(Stored data entries)
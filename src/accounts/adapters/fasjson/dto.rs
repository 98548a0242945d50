//! Wire types for FASJSON responses.

use chrono::{DateTime, NaiveDateTime, Utc};
use serde::Deserialize;

use crate::accounts::domain::DirectoryUser;

/// Every FASJSON payload wraps its data in a `result` field.
#[derive(Debug, Deserialize)]
pub(super) struct ResultEnvelope<T> {
    pub(super) result: T,
}

/// Error body returned alongside non-success statuses.
#[derive(Debug, Default, Deserialize)]
pub(super) struct ErrorDto {
    #[serde(default)]
    pub(super) message: Option<String>,
}

/// A user record. Optional attributes may be missing or `null`.
#[derive(Debug, Deserialize)]
pub(super) struct UserDto {
    username: String,
    human_name: Option<String>,
    pronouns: Option<Vec<String>>,
    timezone: Option<String>,
    locale: Option<String>,
    creation: Option<String>,
    gpgkeyids: Option<Vec<String>>,
    ircnicks: Option<Vec<String>>,
}

impl UserDto {
    pub(super) fn into_domain(self) -> DirectoryUser {
        let mut user = DirectoryUser::new(self.username)
            .with_pronouns(self.pronouns.unwrap_or_default())
            .with_gpg_key_ids(self.gpgkeyids.unwrap_or_default())
            .with_ircnicks(self.ircnicks.unwrap_or_default());
        if let Some(human_name) = self.human_name {
            user = user.with_human_name(human_name);
        }
        if let Some(timezone) = self.timezone {
            user = user.with_timezone(timezone);
        }
        if let Some(locale) = self.locale {
            user = user.with_locale(locale);
        }
        if let Some(creation) = self.creation.as_deref().and_then(parse_creation) {
            user = user.with_creation(creation);
        }
        user
    }
}

/// Group rosters only carry usernames.
#[derive(Debug, Deserialize)]
pub(super) struct GroupMemberDto {
    username: String,
}

impl GroupMemberDto {
    pub(super) fn into_domain(self) -> DirectoryUser {
        DirectoryUser::new(self.username)
    }
}

fn parse_creation(raw: &str) -> Option<DateTime<Utc>> {
    if let Ok(with_offset) = DateTime::parse_from_rfc3339(raw) {
        return Some(with_offset.with_timezone(&Utc));
    }
    match NaiveDateTime::parse_from_str(raw, "%Y-%m-%dT%H:%M:%S%.f") {
        Ok(naive) => Some(naive.and_utc()),
        Err(error) => {
            tracing::debug!(value = raw, %error, "ignoring unparseable creation timestamp");
            None
        }
    }
}
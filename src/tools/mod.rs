mod frame_extractor;
mod image_tools;
mod path_validator;
mod text_painter;
mod time_format;
mod video_scanner;

pub use frame_extractor::{Ffmpeg, FrameDecoder, parse_duration};
pub use image_tools::{PixelMode, fit_within, paste, save_image, shrink_to_fit};
pub use path_validator::{
    ensure_directory_exists, ensure_writable, plan_output_paths, resolve_output_path,
    validate_directory_exists,
};
pub use text_painter::{TextPainter, TrueTypePainter};
pub use time_format::format_timestamp;
pub use video_scanner::{VideoFileInfo, scan_video_files};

▸ **Work instruction**:
Reproduce the entries above in full, verbatim.

▸ **Answer to this exercise**:
filename src/accounts/adapters/fasjson/dto.rs
repository 98548a0242945d50
//! Wire types for FASJSON responses.

use chrono::{DateTime, NaiveDateTime, Utc};
use serde::Deserialize;

use crate::accounts::domain::DirectoryUser;

/// Every FASJSON payload wraps its data in a `result` field.
#[derive(Debug, Deserialize)]
pub(super) struct ResultEnvelope<T> {
    pub(super) result: T,
}

/// Error body returned alongside non-success statuses.
#[derive(Debug, Default, Deserialize)]
pub(super) struct ErrorDto {
    #[serde(default)]
    pub(super) message: Option<String>,
}

/// A user record. Optional attributes may be missing or `null`.
#[derive(Debug, Deserialize)]
pub(super) struct UserDto {
    username: String,
    human_name: Option<String>,
    pronouns: Option<Vec<String>>,
    timezone: Option<String>,
    locale: Option<String>,
    creation: Option<String>,
    gpgkeyids: Option<Vec<String>>,
    ircnicks: Option<Vec<String>>,
}

impl UserDto {
    pub(super) fn into_domain(self) -> DirectoryUser {
        let mut user = DirectoryUser::new(self.username)
            .with_pronouns(self.pronouns.unwrap_or_default())
            .with_gpg_key_ids(self.gpgkeyids.unwrap_or_default())
            .with_ircnicks(self.ircnicks.unwrap_or_default());
        if let Some(human_name) = self.human_name {
            user = user.with_human_name(human_name);
        }
        if let Some(timezone) = self.timezone {
            user = user.with_timezone(timezone);
        }
        if let Some(locale) = self.locale {
            user = user.with_locale(locale);
        }
        if let Some(creation) = self.creation.as_deref().and_then(parse_creation) {
            user = user.with_creation(creation);
        }
        user
    }
}

/// Group rosters only carry usernames.
#[derive(Debug, Deserialize)]
pub(super) struct GroupMemberDto {
    username: String,
}

impl GroupMemberDto {
    pub(super) fn into_domain(self) -> DirectoryUser {
        DirectoryUser::new(self.username)
    }
}

fn parse_creation(raw: &str) -> Option<DateTime<Utc>> {
    if let Ok(with_offset) = DateTime::parse_from_rfc3339(raw) {
        return Some(with_offset.with_timezone(&Utc));
    }
    match NaiveDateTime::parse_from_str(raw, "%Y-%m-%dT%H:%M:%S%.f") {
        Ok(naive) => Some(naive.and_utc()),
        Err(error) => {
            tracing::debug!(value = raw, %error, "ignoring unparseable creation timestamp");
            None
        }
    }
}
filename src/tools/mod.rs
mod frame_extractor;
mod image_tools;
mod path_validator;
mod text_painter;
mod time_format;
mod video_scanner;

pub use frame_extractor::{Ffmpeg, FrameDecoder, parse_duration};
pub use image_tools::{PixelMode, fit_within, paste, save_image, shrink_to_fit};
pub use path_validator::{
    ensure_directory_exists, ensure_writable, plan_output_paths, resolve_output_path,
    validate_directory_exists,
};
pub use text_painter::{TextPainter, TrueTypePainter};
pub use time_format::format_timestamp;
pub use video_scanner::{VideoFileInfo, scan_video_files};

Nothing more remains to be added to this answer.